Mom's Protein Buttermilk Pancakes are famous in our family! This classic recipe takes me right back to my childhood, with a few ingredient swaps to up the protein! I've used extra eggs, almond flour and buttermilk that is naturally high in protein to make these buttermilk pancakes without protein powder. Light but hearty, and topped with real butter and maple syrup, this go-to pancake recipe is still a kid favorite!
Just like Mom Used to Make!
- Old Fashioned Buttermilk Pancakes - My Mom's Buttermilk Pancakes are a classic in our family! I've turned them into Protein Buttermilk Pancakes because I've always thought pancakes are too heavy on the flour and sugar and leave you hungry before lunch! I've subbed some of that flour for almond flour and added extra egg, along with the natural protein in the buttermilk to make these hearty and pretty healthy!
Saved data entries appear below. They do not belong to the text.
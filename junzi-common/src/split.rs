//! Review-gated splitting of paragraph-level passages
//!
//! Chinese clause punctuation does not reliably line up with English
//! sentence boundaries, so splitting is never applied on heuristics alone:
//!
//! 1. [`Splitter::propose_chapter`] builds a [`SplitPlan`] of candidate
//!    splits, every proposal unaccepted.
//! 2. An operator reviews the plan file, corrects parts where the alignment
//!    is wrong, drops proposals they reject, and sets `accepted: true`.
//! 3. [`Splitter::apply_plan`] checks that each accepted split reconstructs
//!    its original paragraph, replaces the passages and renumbers the chapter.
//!
//! Artifact `en` values in the resulting chapter are replaced by the sentinel.

use serde::{Deserialize, Serialize};
use tracing::{debug, info, warn};

use crate::artifacts::ArtifactFilter;
use crate::model::{Alignment, Chapter, Passage, NO_TRANSLATION};
use crate::refs::{PassageRef, RefScheme};
use crate::text::{
    single_sentence_problem, split_en_sentences, split_zh_sentences, strip_whitespace,
};
use crate::{Error, Result};

/// One sentence-level piece of a split paragraph
#[derive(Debug, Clone, PartialEq, Eq, Serialize, Deserialize)]
pub struct SplitPart {
    pub zh: String,
    pub en: String,
}

/// Candidate split of one paragraph-level passage
#[derive(Debug, Clone, PartialEq, Eq, Serialize, Deserialize)]
pub struct SplitProposal {
    /// Ref of the passage being split
    #[serde(rename = "ref")]
    pub reference: String,
    /// Passage text at proposal time; a mismatch at apply time means the plan is stale
    pub original: SplitPart,
    pub parts: Vec<SplitPart>,
    /// The aligner could not pair the sentences: every part carries its zh
    /// sentence and the whole translation sits on the first part. The
    /// operator distributes `en` across the parts and clears the flag.
    #[serde(default, skip_serializing_if = "std::ops::Not::not")]
    pub unresolved: bool,
    /// Set by the reviewing operator, never by the splitter
    #[serde(default)]
    pub accepted: bool,
}

impl SplitProposal {
    pub fn accept(&mut self) {
        self.accepted = true;
    }

    /// A proposal that would leave the passage as it is
    pub fn is_noop(&self) -> bool {
        self.parts.len() == 1 && self.parts[0] == self.original
    }
}

/// Reviewable set of proposals for one chapter
#[derive(Debug, Clone, PartialEq, Eq, Serialize, Deserialize)]
#[serde(rename_all = "camelCase")]
pub struct SplitPlan {
    pub work: String,
    pub chapter: String,
    pub scheme: RefScheme,
    pub proposals: Vec<SplitProposal>,
}

impl SplitPlan {
    pub fn is_empty(&self) -> bool {
        self.proposals.is_empty()
    }

    pub fn accept_all(&mut self) {
        self.proposals.iter_mut().for_each(SplitProposal::accept);
    }

    /// Refs of proposals still waiting for review or for their English
    /// to be partitioned
    pub fn pending(&self) -> Vec<&str> {
        self.proposals
            .iter()
            .filter(|p| !p.accepted || p.unresolved)
            .map(|p| p.reference.as_str())
            .collect()
    }
}

/// Counts reported after a plan is applied
#[derive(Debug, Clone, Copy, Default, PartialEq, Eq, Serialize)]
pub struct SplitSummary {
    pub passages_before: usize,
    pub passages_after: usize,
    pub proposals_applied: usize,
    pub artifacts_replaced: usize,
}

/// Builds and applies split plans
pub struct Splitter {
    artifacts: ArtifactFilter,
}

impl Splitter {
    pub fn new(artifacts: ArtifactFilter) -> Self {
        Self { artifacts }
    }

    /// Candidate split of one passage.
    ///
    /// Equal sentence counts pair one-to-one. When the counts differ by one,
    /// the last two sentences of the longer side are merged. Anything else
    /// splits the Chinese side and is marked `unresolved`, leaving the
    /// English to the operator. Passages without a usable translation split
    /// on the Chinese side only, every part getting the sentinel.
    pub fn propose(&self, passage: &Passage) -> SplitProposal {
        let original = SplitPart {
            zh: passage.zh.clone(),
            en: passage.en.clone(),
        };
        let zh = split_zh_sentences(&passage.zh);
        let untranslated = !passage.has_translation() || self.artifacts.is_artifact(&passage.en);

        let mut unresolved = false;
        let parts = if untranslated {
            zh.into_iter()
                .map(|zh| SplitPart {
                    zh,
                    en: NO_TRANSLATION.to_string(),
                })
                .collect()
        } else {
            match align(zh.clone(), split_en_sentences(&passage.en)) {
                Some(parts) => parts,
                None => {
                    unresolved = zh.len() > 1;
                    zh.into_iter()
                        .enumerate()
                        .map(|(i, zh)| SplitPart {
                            zh,
                            en: if i == 0 { passage.en.clone() } else { String::new() },
                        })
                        .collect()
                }
            }
        };

        let parts = if parts.len() > 1 {
            parts
        } else {
            vec![original.clone()]
        };

        debug!(
            reference = %passage.reference,
            parts = parts.len(),
            unresolved,
            "Split proposed"
        );

        SplitProposal {
            reference: passage.reference.clone(),
            original,
            parts,
            unresolved,
            accepted: false,
        }
    }

    /// Plan covering every passage of the chapter that would change, plus
    /// every passage that does not read as one sentence even if the splitter
    /// found nothing to do with it. A chapter already split cleanly yields an
    /// empty plan.
    pub fn propose_chapter(&self, work_id: &str, chapter: &Chapter, scheme: RefScheme) -> SplitPlan {
        let proposals: Vec<SplitProposal> = chapter
            .passages
            .iter()
            .map(|p| self.propose(p))
            .filter(|p| !p.is_noop() || single_sentence_problem(&p.original.zh).is_some())
            .collect();

        info!(
            work = work_id,
            chapter = %chapter.slug,
            proposals = proposals.len(),
            "Split plan built"
        );

        SplitPlan {
            work: work_id.to_string(),
            chapter: chapter.slug.clone(),
            scheme,
            proposals,
        }
    }

    /// Apply a reviewed plan to its chapter.
    ///
    /// Fails without touching the chapter when a proposal is unaccepted,
    /// stale, or does not reconstruct its original passage.
    pub fn apply_plan(&self, chapter: &mut Chapter, plan: &SplitPlan) -> Result<SplitSummary> {
        if plan.chapter != chapter.slug {
            return Err(Error::InvalidInput(format!(
                "plan is for chapter '{}', not '{}'",
                plan.chapter, chapter.slug
            )));
        }

        let pending = plan.pending();
        if !pending.is_empty() {
            return Err(Error::ReviewRequired(format!(
                "{}/{}: proposals not accepted: {}",
                plan.work,
                plan.chapter,
                pending.join(", ")
            )));
        }

        for proposal in &plan.proposals {
            self.check_proposal(&plan.work, chapter, proposal, plan.scheme)?;
        }

        let passages_before = chapter.passages.len();
        let mut passages = Vec::with_capacity(passages_before + plan.proposals.len());
        let mut shift: u32 = 0;

        for passage in &chapter.passages {
            let proposal = plan
                .proposals
                .iter()
                .find(|p| p.reference == passage.reference);

            let parts: Vec<SplitPart> = match proposal {
                Some(p) => p.parts.clone(),
                None => vec![SplitPart {
                    zh: passage.zh.clone(),
                    en: passage.en.clone(),
                }],
            };

            if shift == 0 && parts.len() == 1 {
                passages.push(Passage::new(
                    passage.reference.clone(),
                    parts[0].zh.clone(),
                    parts[0].en.clone(),
                ));
                continue;
            }

            let base = parse_ref(&plan.work, &chapter.slug, &passage.reference)?;
            let refs = renumber(&base, parts.len(), shift, plan.scheme).ok_or_else(|| {
                Error::InvalidInput(format!(
                    "{}/{}/{}: renumbering runs past the largest passage number",
                    plan.work, chapter.slug, passage.reference
                ))
            })?;
            if plan.scheme == RefScheme::Shift {
                shift = u32::try_from(parts.len() - 1)
                    .ok()
                    .and_then(|extra| shift.checked_add(extra))
                    .ok_or_else(|| {
                        Error::InvalidInput(format!(
                            "{}/{}: too many passages to renumber",
                            plan.work, chapter.slug
                        ))
                    })?;
            }
            passages.extend(
                refs.into_iter()
                    .zip(parts)
                    .map(|(r, part)| Passage::new(r.to_string(), part.zh, part.en)),
            );
        }

        let mut artifacts_replaced = 0;
        for passage in &mut passages {
            if self.artifacts.is_artifact(&passage.en) {
                passage.en = NO_TRANSLATION.to_string();
                artifacts_replaced += 1;
            }
        }

        let remaining = passages
            .iter()
            .filter(|p| single_sentence_problem(&p.zh).is_some())
            .count();
        chapter.passages = passages;
        if remaining == 0 {
            chapter.alignment = Alignment::Sentence;
        } else {
            warn!(
                work = %plan.work,
                chapter = %chapter.slug,
                remaining,
                "Passages still read as more than one sentence; alignment left unchanged"
            );
        }

        let summary = SplitSummary {
            passages_before,
            passages_after: chapter.passages.len(),
            proposals_applied: plan.proposals.len(),
            artifacts_replaced,
        };
        info!(
            work = %plan.work,
            chapter = %chapter.slug,
            before = summary.passages_before,
            after = summary.passages_after,
            artifacts = summary.artifacts_replaced,
            "Split plan applied"
        );
        Ok(summary)
    }

    /// Apply one accepted proposal on its own
    pub fn apply_split(
        &self,
        work_id: &str,
        chapter: &mut Chapter,
        proposal: SplitProposal,
        scheme: RefScheme,
    ) -> Result<SplitSummary> {
        let plan = SplitPlan {
            work: work_id.to_string(),
            chapter: chapter.slug.clone(),
            scheme,
            proposals: vec![proposal],
        };
        self.apply_plan(chapter, &plan)
    }

    fn check_proposal(
        &self,
        work_id: &str,
        chapter: &Chapter,
        proposal: &SplitProposal,
        scheme: RefScheme,
    ) -> Result<()> {
        let path = format!("{}/{}/{}", work_id, chapter.slug, proposal.reference);
        let violation = |reason: String| Error::SplitInvariant {
            path: path.clone(),
            reason,
        };

        let passage = chapter.passage(&proposal.reference).ok_or_else(|| {
            Error::InvalidInput(format!("{}: no such passage in chapter", path))
        })?;
        if passage.zh != proposal.original.zh || passage.en != proposal.original.en {
            return Err(Error::InvalidInput(format!(
                "{}: passage changed since the plan was proposed",
                path
            )));
        }

        if proposal.parts.is_empty() {
            return Err(violation("proposal has no parts".to_string()));
        }
        if let Some(i) = proposal.parts.iter().position(|p| p.zh.trim().is_empty()) {
            return Err(violation(format!("part {} has empty zh", i + 1)));
        }

        let joined_zh: String = proposal.parts.iter().map(|p| p.zh.as_str()).collect();
        if strip_whitespace(&joined_zh) != strip_whitespace(&passage.zh) {
            return Err(violation(
                "concatenated zh does not reproduce the original paragraph".to_string(),
            ));
        }

        if passage.has_translation() && !self.artifacts.is_artifact(&passage.en) {
            let joined_en: String = proposal.parts.iter().map(|p| p.en.as_str()).collect();
            if strip_whitespace(&joined_en) != strip_whitespace(&passage.en) {
                return Err(violation(
                    "concatenated en does not reproduce the original translation".to_string(),
                ));
            }
        }

        if scheme == RefScheme::Dotted && proposal.parts.len() > 1 {
            let r = parse_ref(work_id, &chapter.slug, &proposal.reference)?;
            if r.is_dotted() {
                return Err(Error::InvalidInput(format!(
                    "{}: already a sentence-level ref; dotted refs cannot be split again",
                    path
                )));
            }
        }
        Ok(())
    }
}

impl Default for Splitter {
    fn default() -> Self {
        Self::new(ArtifactFilter::default())
    }
}

fn parse_ref(work_id: &str, chapter: &str, reference: &str) -> Result<PassageRef> {
    reference.parse::<PassageRef>().map_err(|e| {
        Error::InvalidInput(format!("{}/{}/{}: cannot renumber: {}", work_id, chapter, reference, e))
    })
}

/// Refs for `count` passages taking the place of `base`, given the shift
/// accumulated by earlier splits in the chapter. `None` when a number
/// would not fit in a ref.
fn renumber(
    base: &PassageRef,
    count: usize,
    shift: u32,
    scheme: RefScheme,
) -> Option<Vec<PassageRef>> {
    let count = u32::try_from(count).ok()?;
    match scheme {
        RefScheme::Shift => {
            let first = base.passage.checked_add(shift)?;
            (0..count)
                .map(|i| first.checked_add(i).map(|n| base.with_passage(n)))
                .collect()
        }
        RefScheme::Dotted if count > 1 => Some(
            (1..=count)
                .map(|i| base.with_sentence(Some(i)))
                .collect(),
        ),
        RefScheme::Dotted => Some(vec![base.clone()]),
    }
}

/// Pair Chinese and English sentences; `None` when the counts are too far apart
fn align(zh: Vec<String>, mut en: Vec<String>) -> Option<Vec<SplitPart>> {
    if zh.is_empty() || en.is_empty() {
        return None;
    }

    let mut zh = zh;
    if zh.len() == en.len() + 1 {
        let last = zh.pop()?;
        if let Some(prev) = zh.last_mut() {
            prev.push_str(&last);
        }
    } else if en.len() == zh.len() + 1 {
        let last = en.pop()?;
        if let Some(prev) = en.last_mut() {
            prev.push(' ');
            prev.push_str(&last);
        }
    } else if zh.len() != en.len() {
        return None;
    }

    Some(
        zh.into_iter()
            .zip(en)
            .map(|(zh, en)| SplitPart { zh, en })
            .collect(),
    )
}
- Pancakes from the 80's - My mom is a fabulous cook, and as follows, my childhood was delicious! Her Homemade Spaghetti Sauce alone makes her famous in our family. Her buttermilk pancakes take me right back to the simple days of being a kid. I remember sleepovers at my cousin's house, and my aunt making us Bisquick pancakes, topped with margarine (remember when people ate margarine?) and Aunt Jemima syrup. I actually loved those too! But, my mom never jumped on the margarine bandwagon, or the Bisquick one. Sleepovers at our house always ended with real buttermilk pancakes, a big pat of real butter and in those days probably not real maple syrup, although I know my mom has since upgraded! Today, my kids love them as much as I used to!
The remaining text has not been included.